### Problem to solve
Please count the lines in the entries below that include the word "PersistError", and give only the number.
*** Records supplied ***
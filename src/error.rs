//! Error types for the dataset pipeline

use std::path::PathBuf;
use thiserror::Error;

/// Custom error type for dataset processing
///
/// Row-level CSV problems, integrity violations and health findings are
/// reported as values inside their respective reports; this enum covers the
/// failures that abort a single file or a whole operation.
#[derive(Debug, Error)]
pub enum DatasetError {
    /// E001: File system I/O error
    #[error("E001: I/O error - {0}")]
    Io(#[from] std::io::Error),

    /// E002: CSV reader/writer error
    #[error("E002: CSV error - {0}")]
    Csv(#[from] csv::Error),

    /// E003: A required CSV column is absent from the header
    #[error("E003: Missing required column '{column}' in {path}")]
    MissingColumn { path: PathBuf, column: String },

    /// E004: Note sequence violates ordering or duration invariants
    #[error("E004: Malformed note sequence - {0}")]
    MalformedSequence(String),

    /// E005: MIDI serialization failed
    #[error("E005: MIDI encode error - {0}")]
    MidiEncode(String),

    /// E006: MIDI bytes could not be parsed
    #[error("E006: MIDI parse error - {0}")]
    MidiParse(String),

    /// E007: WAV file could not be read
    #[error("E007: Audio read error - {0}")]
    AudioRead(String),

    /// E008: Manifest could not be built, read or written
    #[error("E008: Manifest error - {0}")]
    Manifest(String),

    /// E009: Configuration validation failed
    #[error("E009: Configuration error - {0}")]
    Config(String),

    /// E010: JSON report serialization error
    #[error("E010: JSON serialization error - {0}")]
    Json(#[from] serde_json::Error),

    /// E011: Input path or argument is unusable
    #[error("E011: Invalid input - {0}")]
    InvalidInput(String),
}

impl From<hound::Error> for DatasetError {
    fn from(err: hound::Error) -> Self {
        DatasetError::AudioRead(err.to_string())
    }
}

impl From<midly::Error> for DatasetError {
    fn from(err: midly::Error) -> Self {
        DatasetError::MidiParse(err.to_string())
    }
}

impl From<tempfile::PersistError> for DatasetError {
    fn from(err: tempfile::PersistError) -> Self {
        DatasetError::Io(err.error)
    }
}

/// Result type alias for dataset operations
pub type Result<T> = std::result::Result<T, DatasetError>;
*** End of Records supplied ***
*** Records supplied ***
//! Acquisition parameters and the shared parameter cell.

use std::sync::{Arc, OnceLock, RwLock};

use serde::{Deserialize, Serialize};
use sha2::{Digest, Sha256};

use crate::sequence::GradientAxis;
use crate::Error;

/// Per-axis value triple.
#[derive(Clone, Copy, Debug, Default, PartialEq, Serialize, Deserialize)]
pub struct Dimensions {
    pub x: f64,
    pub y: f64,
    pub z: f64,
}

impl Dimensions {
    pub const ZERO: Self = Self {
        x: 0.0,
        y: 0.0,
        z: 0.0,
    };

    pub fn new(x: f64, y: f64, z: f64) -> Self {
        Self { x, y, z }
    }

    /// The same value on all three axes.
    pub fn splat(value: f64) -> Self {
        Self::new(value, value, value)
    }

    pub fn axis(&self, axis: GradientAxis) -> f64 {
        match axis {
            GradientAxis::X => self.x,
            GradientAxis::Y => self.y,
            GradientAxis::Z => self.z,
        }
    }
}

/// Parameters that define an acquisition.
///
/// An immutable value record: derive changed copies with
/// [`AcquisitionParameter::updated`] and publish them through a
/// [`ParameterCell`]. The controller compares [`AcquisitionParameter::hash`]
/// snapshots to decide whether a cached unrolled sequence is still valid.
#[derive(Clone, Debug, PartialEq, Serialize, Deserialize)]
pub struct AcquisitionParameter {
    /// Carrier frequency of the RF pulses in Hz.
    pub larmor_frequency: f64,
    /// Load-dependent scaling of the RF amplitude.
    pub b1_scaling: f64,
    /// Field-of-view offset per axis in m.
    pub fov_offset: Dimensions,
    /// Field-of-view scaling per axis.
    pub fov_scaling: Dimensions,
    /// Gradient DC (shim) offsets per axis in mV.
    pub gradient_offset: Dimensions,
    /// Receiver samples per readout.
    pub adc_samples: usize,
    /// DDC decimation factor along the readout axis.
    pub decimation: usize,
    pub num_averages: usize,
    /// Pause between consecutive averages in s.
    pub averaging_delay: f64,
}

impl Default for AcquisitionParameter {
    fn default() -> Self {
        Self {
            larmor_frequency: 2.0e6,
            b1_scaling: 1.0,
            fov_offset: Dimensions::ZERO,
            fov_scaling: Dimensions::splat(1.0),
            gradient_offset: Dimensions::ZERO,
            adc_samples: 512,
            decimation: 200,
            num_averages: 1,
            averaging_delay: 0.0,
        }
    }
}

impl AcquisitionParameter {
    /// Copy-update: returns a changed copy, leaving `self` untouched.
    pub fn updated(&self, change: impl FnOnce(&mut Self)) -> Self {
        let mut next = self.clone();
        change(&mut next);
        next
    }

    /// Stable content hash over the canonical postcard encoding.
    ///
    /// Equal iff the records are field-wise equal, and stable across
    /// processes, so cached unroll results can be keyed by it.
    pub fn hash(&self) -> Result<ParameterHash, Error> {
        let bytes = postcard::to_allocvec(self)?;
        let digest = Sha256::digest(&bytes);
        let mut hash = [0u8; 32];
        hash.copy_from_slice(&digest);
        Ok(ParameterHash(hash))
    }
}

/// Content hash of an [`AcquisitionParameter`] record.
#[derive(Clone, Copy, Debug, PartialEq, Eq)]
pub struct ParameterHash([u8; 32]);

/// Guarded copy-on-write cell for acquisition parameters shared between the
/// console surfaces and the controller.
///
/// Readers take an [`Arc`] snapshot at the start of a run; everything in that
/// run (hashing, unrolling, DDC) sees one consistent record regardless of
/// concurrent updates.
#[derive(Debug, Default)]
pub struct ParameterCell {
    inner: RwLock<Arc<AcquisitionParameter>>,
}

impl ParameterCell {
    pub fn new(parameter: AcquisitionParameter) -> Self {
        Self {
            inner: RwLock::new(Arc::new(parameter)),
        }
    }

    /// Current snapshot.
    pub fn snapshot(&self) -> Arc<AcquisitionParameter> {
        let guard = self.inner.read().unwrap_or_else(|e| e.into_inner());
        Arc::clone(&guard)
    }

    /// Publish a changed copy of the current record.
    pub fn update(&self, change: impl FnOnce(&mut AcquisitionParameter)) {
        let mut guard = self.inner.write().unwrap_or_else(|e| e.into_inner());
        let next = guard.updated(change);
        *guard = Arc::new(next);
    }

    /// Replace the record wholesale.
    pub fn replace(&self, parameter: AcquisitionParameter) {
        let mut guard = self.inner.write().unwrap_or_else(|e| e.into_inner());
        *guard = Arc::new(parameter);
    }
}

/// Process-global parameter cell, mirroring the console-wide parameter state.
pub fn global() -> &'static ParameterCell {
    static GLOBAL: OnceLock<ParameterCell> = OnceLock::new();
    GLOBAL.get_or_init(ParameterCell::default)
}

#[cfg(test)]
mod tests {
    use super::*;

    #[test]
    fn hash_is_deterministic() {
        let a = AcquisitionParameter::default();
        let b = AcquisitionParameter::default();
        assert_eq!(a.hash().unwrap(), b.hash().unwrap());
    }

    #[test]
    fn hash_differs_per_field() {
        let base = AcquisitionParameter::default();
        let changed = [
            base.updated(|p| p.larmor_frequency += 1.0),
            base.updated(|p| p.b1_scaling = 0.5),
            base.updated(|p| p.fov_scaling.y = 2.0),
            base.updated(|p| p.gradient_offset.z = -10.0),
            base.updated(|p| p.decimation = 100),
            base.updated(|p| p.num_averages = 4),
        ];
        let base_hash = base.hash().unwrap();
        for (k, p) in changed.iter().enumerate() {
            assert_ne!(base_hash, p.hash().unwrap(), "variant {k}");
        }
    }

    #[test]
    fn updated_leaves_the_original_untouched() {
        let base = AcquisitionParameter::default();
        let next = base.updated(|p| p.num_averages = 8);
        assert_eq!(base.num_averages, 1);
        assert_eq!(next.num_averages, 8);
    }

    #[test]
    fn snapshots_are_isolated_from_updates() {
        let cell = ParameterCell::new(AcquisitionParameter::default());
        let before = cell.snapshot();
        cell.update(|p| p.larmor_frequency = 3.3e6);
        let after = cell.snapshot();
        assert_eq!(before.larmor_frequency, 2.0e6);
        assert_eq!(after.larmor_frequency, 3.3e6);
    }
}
*** End of Records supplied ***
### Completed task
2